◆ WHAT NEEDS TO BE DONE ◆
Copy each line of the records that includes "ProtocolNotSupported".

◆ DATA EXTRACT ◆
■ ■ ■ ■ ■

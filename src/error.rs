//! Error taxonomy shared by every component of the socket core.
//!
//! Follows the `repr` + `Operation` shape of `vmap`'s error type: the
//! kind of failure is kept separate from what the caller was trying to
//! do when it happened, so a single `Error` value can carry both a
//! diagnosable cause and enough context to log usefully.

use std::fmt;
use std::io;

/// A specialized `Result` type used throughout this crate.
pub type Result<T> = std::result::Result<T, Error>;

/// An error produced by the socket core.
#[non_exhaustive]
pub struct Error {
    repr: Repr,
    op: Operation,
}

enum Repr {
    Io(io::Error),
    AddressResolution(String),
    Kernel { code: i32, step: &'static str },
    ProtocolNotSupported,
    NotUtf8,
    WriteBufferFull,
    CantStartListener(Box<Error>),
    TimedOut,
    ConnectionReset,
}

impl Error {
    /// Wraps a `std::io::Error` (the `POSIX(errno)` case in the taxonomy).
    pub fn io(op: Operation, err: io::Error) -> Self {
        Self { repr: Repr::Io(err), op }
    }

    /// Returns an error representing the last OS error for `errno`-style
    /// syscall failures (bind, accept, connect, read, write, mmap, ...).
    pub fn last_os_error(op: Operation) -> Self {
        Self::io(op, io::Error::last_os_error())
    }

    /// Address/host resolution failure (`gai`-style code, kept as text
    /// since resolution itself is an external collaborator not specified
    /// here).
    pub fn address_resolution(op: Operation, detail: impl Into<String>) -> Self {
        Self { repr: Repr::AddressResolution(detail.into()), op }
    }

    /// A non-POSIX kernel-level failure, carrying the failing step's name
    /// (used by the mirror-mapping allocator: which `mmap` call failed).
    pub fn kernel(op: Operation, code: i32, step: &'static str) -> Self {
        Self { repr: Repr::Kernel { code, step }, op }
    }

    pub fn protocol_not_supported(op: Operation) -> Self {
        Self { repr: Repr::ProtocolNotSupported, op }
    }

    pub fn not_utf8(op: Operation) -> Self {
        Self { repr: Repr::NotUtf8, op }
    }

    pub fn write_buffer_full(op: Operation) -> Self {
        Self { repr: Repr::WriteBufferFull, op }
    }

    pub fn cant_start_listener(op: Operation, cause: Error) -> Self {
        Self { repr: Repr::CantStartListener(Box::new(cause)), op }
    }

    pub fn timed_out(op: Operation) -> Self {
        Self { repr: Repr::TimedOut, op }
    }

    pub fn connection_reset(op: Operation) -> Self {
        Self { repr: Repr::ConnectionReset, op }
    }

    /// True if this is the recoverable "tx buffer has no room" condition;
    /// callers may retry once the buffer drains.
    pub fn is_write_buffer_full(&self) -> bool {
        matches!(self.repr, Repr::WriteBufferFull)
    }

    /// True if this is a peer-initiated orderly shutdown or reset.
    pub fn is_connection_reset(&self) -> bool {
        matches!(self.repr, Repr::ConnectionReset)
    }

    /// True if the underlying syscall would have blocked — the caller
    /// should retry once the relevant readiness source fires again.
    pub fn is_would_block(&self) -> bool {
        matches!(&self.repr, Repr::Io(e) if e.kind() == io::ErrorKind::WouldBlock)
    }

    /// The operation that was being attempted when this error occurred.
    pub fn operation(&self) -> Operation {
        self.op
    }

    pub fn raw_os_error(&self) -> Option<i32> {
        match &self.repr {
            Repr::Io(e) => e.raw_os_error(),
            Repr::Kernel { code, .. } => Some(*code),
            _ => None,
        }
    }
}

impl std::error::Error for Error {
    fn source(&self) -> Option<&(dyn std::error::Error + 'static)> {
        match &self.repr {
            Repr::Io(err) => Some(err),
            Repr::CantStartListener(cause) => Some(cause.as_ref()),
            _ => None,
        }
    }
}

impl From<io::Error> for Error {
    fn from(err: io::Error) -> Self {
        Self { repr: Repr::Io(err), op: Operation::None }
    }
}

impl fmt::Debug for Error {
    fn fmt(&self, fmt: &mut fmt::Formatter<'_>) -> fmt::Result {
        fmt.debug_struct("Error")
            .field("op", &self.op)
            .field("cause", &format_args!("{}", DisplayRepr(&self.repr)))
            .finish()
    }
}

impl fmt::Display for Error {
    fn fmt(&self, fmt: &mut fmt::Formatter<'_>) -> fmt::Result {
        if let Some(op) = self.op.as_str() {
            write!(fmt, "failed to {op}: {}", DisplayRepr(&self.repr))
        } else {
            write!(fmt, "{}", DisplayRepr(&self.repr))
        }
    }
}

struct DisplayRepr<'a>(&'a Repr);

impl fmt::Display for DisplayRepr<'_> {
    fn fmt(&self, fmt: &mut fmt::Formatter<'_>) -> fmt::Result {
        match self.0 {
            Repr::Io(err) => write!(fmt, "{err}"),
            Repr::AddressResolution(detail) => write!(fmt, "address resolution failed: {detail}"),
            Repr::Kernel { code, step } => write!(fmt, "kernel error {code} during {step}"),
            Repr::ProtocolNotSupported => write!(fmt, "protocol not supported"),
            Repr::NotUtf8 => write!(fmt, "data is not valid utf-8"),
            Repr::WriteBufferFull => write!(fmt, "write buffer full"),
            Repr::CantStartListener(cause) => write!(fmt, "can't start listener: {cause}"),
            Repr::TimedOut => write!(fmt, "timed out"),
            Repr::ConnectionReset => write!(fmt, "connection reset"),
        }
    }
}

/// The operation being attempted when an [`Error`] occurred.
///
/// Intended to grow over time; not recommended to match exhaustively.
#[derive(Clone, Copy, Debug, Eq, Hash, Ord, PartialEq, PartialOrd)]
#[non_exhaustive]
pub enum Operation {
    RingAllocate,
    RingResize,
    RingRemapPrimary,
    RingRemapSecondary,
    RingMemoryFd,
    Bind,
    Listen,
    Accept,
    Connect,
    Read,
    Write,
    RecvFrom,
    SendTo,
    SetReadTimeout,
    Dial,
    None,
}

impl Operation {
    pub fn as_str(&self) -> Option<&'static str> {
        match self {
            Operation::RingAllocate => Some("allocate ring buffer"),
            Operation::RingResize => Some("resize ring buffer"),
            Operation::RingRemapPrimary => Some("map ring first half"),
            Operation::RingRemapSecondary => Some("map ring second half"),
            Operation::RingMemoryFd => Some("open ring memory fd"),
            Operation::Bind => Some("bind"),
            Operation::Listen => Some("listen"),
            Operation::Accept => Some("accept"),
            Operation::Connect => Some("connect"),
            Operation::Read => Some("read"),
            Operation::Write => Some("write"),
            Operation::RecvFrom => Some("recv_from"),
            Operation::SendTo => Some("send_to"),
            Operation::SetReadTimeout => Some("set read timeout"),
            Operation::Dial => Some("dial"),
            Operation::None => None,
        }
    }
}

impl fmt::Display for Operation {
    fn fmt(&self, fmt: &mut fmt::Formatter<'_>) -> fmt::Result {
        fmt.write_str(self.as_str().unwrap_or(""))
    }
}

■ ■ ■ ■ ■

◆ TASK SOLUTION ◆
    ProtocolNotSupported,
        Self { repr: Repr::ProtocolNotSupported, op }
            Repr::ProtocolNotSupported => write!(fmt, "protocol not supported"),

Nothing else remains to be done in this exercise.